Hall does concede that there’s been no increase in public land energy activity yet because of the change. The low price of natural gas, which is the primary resource on the Western Slope where the vast majority of Colorado’s federal lands are located, is probably the prime factor behind that.

Environmentalists, like Nada Culver with The Wilderness Society, don’t see a war on energy, but rather a “a war on the public.” She’s disappointed that BLM would try to juice the economy at the expense of public input on drilling.

“Those are not radical ideas, those are not red tape, those are really important principals.”

The idea of “red tape” is an easy one to attack. On the other hand, rules and regulations in all business sectors are in place for a reason. And some prominent economists say doing away with them could lead to future problems.

Trade And Immigration

One problem that could hit agriculture especially hard is Trump’s harsh anti-immigrant stance, and Professor Wobbekind says there’s some evidence that the flow of much-needed laborers has slowed.

He says one Colorado grower told him there’s an extreme lack of labor.

“Crops had rotted on the vine, they weren’t able to harvest,” Wobbekind recalls. “So they’re missing that sort of piece of the migrant labor pool, if you will.”

Trump has also contemplated withdrawing from the North American Free Trade Agreement because he claims it’s destroyed U.S. jobs. But even business groups say that would be a disaster, leading to $2 billion in lost economic output just in Colorado. The state is a major exporter of beef to Mexico and Canada.

Trump officials have brushed off concerns that they’re overheating the economy, and yet inflation and interest rates are on the rise.

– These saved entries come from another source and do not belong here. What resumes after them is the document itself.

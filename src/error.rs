use thiserror::Error;

/// Possible errors that arise while merging point sets, clustering them or extracting outliers.
#[derive(Debug, Clone, PartialEq, Error)]
pub enum OutlierError {
    /// No candidate points were supplied, so the dimensionality can't be inferred.
    #[error("The candidate point set provided is empty")]
    EmptyInput,

    /// A point's dimensionality disagrees with the first candidate point's.
    #[error("Mismatched dimensions: expected {expected}, but point {index} has {found}")]
    DimensionMismatch {
        /// Position of the offending point in the merged point set.
        index: usize,
        expected: usize,
        found: usize,
    },

    /// A point contains an infinite or NaN coordinate.
    #[error("Non finite coordinate: {0}")]
    NonFiniteCoordinate(String),

    /// A hyper parameter is outside its valid range.
    #[error("Invalid parameter {name}: {message}")]
    InvalidParameter {
        name: &'static str,
        message: &'static str,
    },

    /// The candidate prefix of a merged point set doesn't line up with the candidates.
    #[error("Integrity violation: {0}")]
    IntegrityViolation(String),

    /// The kd-tree rejected a point or a query.
    #[error("Spatial index failure: {0}")]
    SpatialIndex(String),
}

/// Result type used throughout this crate.
pub type Result<T> = std::result::Result<T, OutlierError>;

impl From<kdtree::ErrorKind> for OutlierError {
    fn from(err: kdtree::ErrorKind) -> Self {
        OutlierError::SpatialIndex(format!("{err:?}"))
    }
}
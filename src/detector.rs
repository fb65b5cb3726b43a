use crate::neighbour_count::{neighbour_count_flags, outliers_by_neighbour_count};
use crate::outliers::classify_candidates;
use crate::{
    Classification, ClusteringResult, Dbscan, DbscanHyperParams, DensityClusterer, Hdbscan,
    HdbscanHyperParams, MergedPoints, Result, NOISE_LABEL,
};
use num_traits::Float;

/// A strategy for deciding which candidate points are density outliers relative to a set of
/// reference populations.
pub trait OutlierDetector<T: Float> {
    /// Classifies every candidate, in candidate order.
    fn classify(
        &self,
        candidates: &[Vec<T>],
        reference_groups: &[Vec<Vec<T>>],
    ) -> Result<Vec<Classification>>;

    /// The candidates classified as outliers, in candidate order.
    fn outliers(
        &self,
        candidates: &[Vec<T>],
        reference_groups: &[Vec<Vec<T>>],
    ) -> Result<Vec<Vec<T>>> {
        let classifications = self.classify(candidates, reference_groups)?;
        Ok(candidates
            .iter()
            .zip(classifications)
            .filter(|(_, classification)| classification.is_outlier())
            .map(|(candidate, _)| candidate.clone())
            .collect())
    }
}

/// Clusters candidates together with the references using DBSCAN; candidates left as noise
/// are outliers.
#[derive(Debug, Clone, PartialEq, Default)]
pub struct FlatClusteringDetector {
    hp: DbscanHyperParams,
}

impl FlatClusteringDetector {
    pub fn new(hyper_params: DbscanHyperParams) -> Self {
        Self { hp: hyper_params }
    }

    /// The full clustering outcome over the merged candidates and references.
    pub fn cluster<T: Float>(
        &self,
        candidates: &[Vec<T>],
        reference_groups: &[Vec<Vec<T>>],
    ) -> Result<ClusteringResult> {
        let merged = MergedPoints::merge(candidates, reference_groups)?;
        Dbscan::new(merged.points(), self.hp.clone()).fit()
    }
}

impl<T: Float> OutlierDetector<T> for FlatClusteringDetector {
    fn classify(
        &self,
        candidates: &[Vec<T>],
        reference_groups: &[Vec<Vec<T>>],
    ) -> Result<Vec<Classification>> {
        let merged = MergedPoints::merge(candidates, reference_groups)?;
        let clusterer = Dbscan::new(merged.points(), self.hp.clone());
        classify_merged(candidates, &merged, &clusterer)
    }
}

/// Clusters candidates together with the references using HDBSCAN; candidates left as noise
/// are outliers.
#[derive(Debug, Clone, PartialEq, Default)]
pub struct HierarchicalClusteringDetector {
    hp: HdbscanHyperParams,
}

impl HierarchicalClusteringDetector {
    pub fn new(hyper_params: HdbscanHyperParams) -> Self {
        Self { hp: hyper_params }
    }

    /// The full clustering outcome over the merged candidates and references.
    pub fn cluster<T: Float>(
        &self,
        candidates: &[Vec<T>],
        reference_groups: &[Vec<Vec<T>>],
    ) -> Result<ClusteringResult> {
        let merged = MergedPoints::merge(candidates, reference_groups)?;
        Hdbscan::new(merged.points(), self.hp.clone()).fit()
    }
}

impl<T: Float> OutlierDetector<T> for HierarchicalClusteringDetector {
    fn classify(
        &self,
        candidates: &[Vec<T>],
        reference_groups: &[Vec<Vec<T>>],
    ) -> Result<Vec<Classification>> {
        let merged = MergedPoints::merge(candidates, reference_groups)?;
        let clusterer = Hdbscan::new(merged.points(), self.hp.clone());
        classify_merged(candidates, &merged, &clusterer)
    }
}

fn classify_merged<T: Float, C: DensityClusterer>(
    candidates: &[Vec<T>],
    merged: &MergedPoints<T>,
    clusterer: &C,
) -> Result<Vec<Classification>> {
    let result = clusterer.fit()?;
    classify_candidates(candidates, merged.points(), result.labels(), NOISE_LABEL)
}

/// Counts reference points near each candidate directly, with no clustering. A candidate is an
/// outlier when fewer than `min_neighbours` reference points lie within `eps` of it.
/// Candidates never count as each other's neighbours.
#[derive(Debug, Clone, Copy, PartialEq)]
pub struct NeighbourCountDetector<T> {
    eps: T,
    min_neighbours: usize,
}

impl<T: Float> NeighbourCountDetector<T> {
    pub fn new(eps: T, min_neighbours: usize) -> Self {
        Self {
            eps,
            min_neighbours,
        }
    }
}

impl<T: Float> OutlierDetector<T> for NeighbourCountDetector<T> {
    fn classify(
        &self,
        candidates: &[Vec<T>],
        reference_groups: &[Vec<Vec<T>>],
    ) -> Result<Vec<Classification>> {
        let flags =
            neighbour_count_flags(candidates, reference_groups, self.eps, self.min_neighbours)?;
        Ok(flags
            .into_iter()
            .map(|is_outlier| {
                if is_outlier {
                    Classification::Outlier
                } else {
                    Classification::Inlier
                }
            })
            .collect())
    }

    fn outliers(
        &self,
        candidates: &[Vec<T>],
        reference_groups: &[Vec<Vec<T>>],
    ) -> Result<Vec<Vec<T>>> {
        outliers_by_neighbour_count(candidates, reference_groups, self.eps, self.min_neighbours)
    }
}

/// Clusters candidates and reference groups together with DBSCAN.
///
/// # Parameters
/// * `candidates` - the points under test. Must not be empty.
/// * `reference_groups` - zero or more reference populations.
/// * `eps` - the neighbourhood radius.
/// * `min_pts` - points, the point itself included, needed within `eps` for a core point.
///
/// # Returns
/// * The clustering of the merged set, candidates first.
///
/// # Examples
/// ```
///use density_outliers::cluster_flat;
///
///let candidates = vec![vec![0.0, 0.0, 0.0]];
///let references = vec![vec![
///    vec![1.0, 1.0, 1.0],
///    vec![2.0, 2.0, 2.0],
///    vec![100.0, 100.0, 100.0],
///]];
///let result = cluster_flat(&candidates, &references, 2.0, 2).unwrap();
///assert_eq!("DBSCAN", result.algorithm_name());
///assert_eq!(1, result.n_clusters());
///assert_eq!(1, result.n_noise_points());
///assert_eq!(&[0, 0, 0, -1], result.labels());
/// ```
pub fn cluster_flat<T: Float>(
    candidates: &[Vec<T>],
    reference_groups: &[Vec<Vec<T>>],
    eps: f64,
    min_pts: usize,
) -> Result<ClusteringResult> {
    flat_detector(eps, min_pts).cluster(candidates, reference_groups)
}

/// The candidates DBSCAN leaves as noise when clustered with the reference groups.
pub fn return_outliers_flat<T: Float>(
    candidates: &[Vec<T>],
    reference_groups: &[Vec<Vec<T>>],
    eps: f64,
    min_pts: usize,
) -> Result<Vec<Vec<T>>> {
    flat_detector(eps, min_pts).outliers(candidates, reference_groups)
}

/// Clusters candidates and reference groups together with HDBSCAN. `min_samples` defaults to
/// `min_cluster_size`.
pub fn cluster_hierarchical<T: Float>(
    candidates: &[Vec<T>],
    reference_groups: &[Vec<Vec<T>>],
    min_cluster_size: usize,
    min_samples: Option<usize>,
) -> Result<ClusteringResult> {
    hierarchical_detector(min_cluster_size, min_samples).cluster(candidates, reference_groups)
}

/// The candidates HDBSCAN leaves as noise when clustered with the reference groups.
///
/// # Examples
/// ```
///use density_outliers::return_outliers_hierarchical;
///
///let candidates = vec![vec![1.1, 1.0], vec![10.0, 10.0]];
///let references = vec![
///    vec![vec![1.5, 2.2], vec![1.0, 1.1], vec![1.2, 1.4], vec![0.8, 1.0]],
///    vec![
///        vec![3.7, 4.0],
///        vec![3.9, 3.9],
///        vec![3.6, 4.1],
///        vec![3.8, 3.9],
///        vec![4.0, 4.1],
///    ],
///];
///let outliers = return_outliers_hierarchical(&candidates, &references, 5, None).unwrap();
///assert_eq!(vec![vec![10.0, 10.0]], outliers);
/// ```
pub fn return_outliers_hierarchical<T: Float>(
    candidates: &[Vec<T>],
    reference_groups: &[Vec<Vec<T>>],
    min_cluster_size: usize,
    min_samples: Option<usize>,
) -> Result<Vec<Vec<T>>> {
    hierarchical_detector(min_cluster_size, min_samples).outliers(candidates, reference_groups)
}

fn flat_detector(eps: f64, min_pts: usize) -> FlatClusteringDetector {
    FlatClusteringDetector::new(DbscanHyperParams::builder().eps(eps).min_pts(min_pts).build())
}

fn hierarchical_detector(
    min_cluster_size: usize,
    min_samples: Option<usize>,
) -> HierarchicalClusteringDetector {
    let mut builder = HdbscanHyperParams::builder().min_cluster_size(min_cluster_size);
    if let Some(min_samples) = min_samples {
        builder = builder.min_samples(min_samples);
    }
    HierarchicalClusteringDetector::new(builder.build())
}
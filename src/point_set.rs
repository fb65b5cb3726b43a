use crate::validation::DataValidator;
use crate::Result;
use num_traits::Float;

/// Candidate points followed by every reference group, flattened into one collection that can
/// be handed to a clusterer. The first `n_candidates` points are the candidates, in order.
#[derive(Debug, Clone, PartialEq)]
pub struct MergedPoints<T> {
    points: Vec<Vec<T>>,
    n_candidates: usize,
    dims: usize,
}

impl<T: Float> MergedPoints<T> {
    /// Merges candidates and reference groups. Points are copied as is: nothing is
    /// deduplicated or reordered.
    ///
    /// # Parameters
    /// * `candidates` - the points to test for anomalies. Must not be empty, as the
    ///                  dimensionality of the run is taken from the first candidate.
    /// * `reference_groups` - zero or more reference populations.
    ///
    /// # Returns
    /// * The merged set, or an error if there are no candidates, dimensions disagree or a
    ///   coordinate is not finite.
    ///
    /// # Examples
    /// ```
    ///use density_outliers::MergedPoints;
    ///
    ///let candidates = vec![vec![0.0, 0.0]];
    ///let references = vec![vec![vec![1.0, 1.0]], vec![vec![2.0, 2.0], vec![3.0, 3.0]]];
    ///let merged = MergedPoints::merge(&candidates, &references).unwrap();
    ///assert_eq!(4, merged.len());
    ///assert_eq!(&candidates[..], merged.candidates());
    /// ```
    pub fn merge(candidates: &[Vec<T>], reference_groups: &[Vec<Vec<T>>]) -> Result<Self> {
        let validator = DataValidator::infer(candidates)?;
        let n_points =
            candidates.len() + reference_groups.iter().map(Vec::len).sum::<usize>();

        let mut points = Vec::with_capacity(n_points);
        let all_points = candidates.iter().chain(reference_groups.iter().flatten());
        for (n, point) in all_points.enumerate() {
            validator.check_point(n, point)?;
            points.push(point.clone());
        }

        Ok(Self {
            points,
            n_candidates: candidates.len(),
            dims: validator.dims(),
        })
    }

    pub fn points(&self) -> &[Vec<T>] {
        &self.points
    }

    /// The candidate prefix of the merged set.
    pub fn candidates(&self) -> &[Vec<T>] {
        &self.points[..self.n_candidates]
    }

    /// Every reference point, in group order.
    pub fn references(&self) -> &[Vec<T>] {
        &self.points[self.n_candidates..]
    }

    pub fn n_candidates(&self) -> usize {
        self.n_candidates
    }

    pub fn dims(&self) -> usize {
        self.dims
    }

    pub fn len(&self) -> usize {
        self.points.len()
    }

    /// Always false, a merged set holds at least one candidate.
    pub fn is_empty(&self) -> bool {
        self.points.is_empty()
    }

    pub fn into_points(self) -> Vec<Vec<T>> {
        self.points
    }
}

/// Shorthand for [`MergedPoints::merge`].
pub fn merge<T: Float>(
    candidates: &[Vec<T>],
    reference_groups: &[Vec<Vec<T>>],
) -> Result<MergedPoints<T>> {
    MergedPoints::merge(candidates, reference_groups)
}
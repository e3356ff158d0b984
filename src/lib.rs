// Copyright (c) 2025 Joshua Seaton
//
// Use of this source code is governed by a MIT-style
// license that can be found in the LICENSE file or at
// https://opensource.org/licenses/MIT

//! An embeddable WebAssembly engine: binary and text module parsing,
//! static validation, linking and instantiation, and a stack-machine
//! interpreter for the core WebAssembly 1.0 specification.

#![cfg_attr(not(any(test, feature = "std")), no_std)]
#![cfg_attr(nightly, feature(allocator_api))]

#[cfg(nightly)]
extern crate alloc;

pub mod core_compat;
pub mod decode;
pub mod interp;
pub mod link;
pub mod runtime;
pub mod storage;
pub mod text;
pub mod types;

mod module;
mod validate;

pub use module::{Allocator, Module};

“Higher cost of doing business,” Wobbekind says. “And already as [companies] are going to finance, they’re seeing higher interest rates in terms of the financing that’s out there.”

Some say that’s what’s spooked the stock market in the last few weeks.

So it’s clear that Trump is focused on created economic growth and he’s already having an impact. Whether that’s good or bad for the long term is still up for debate.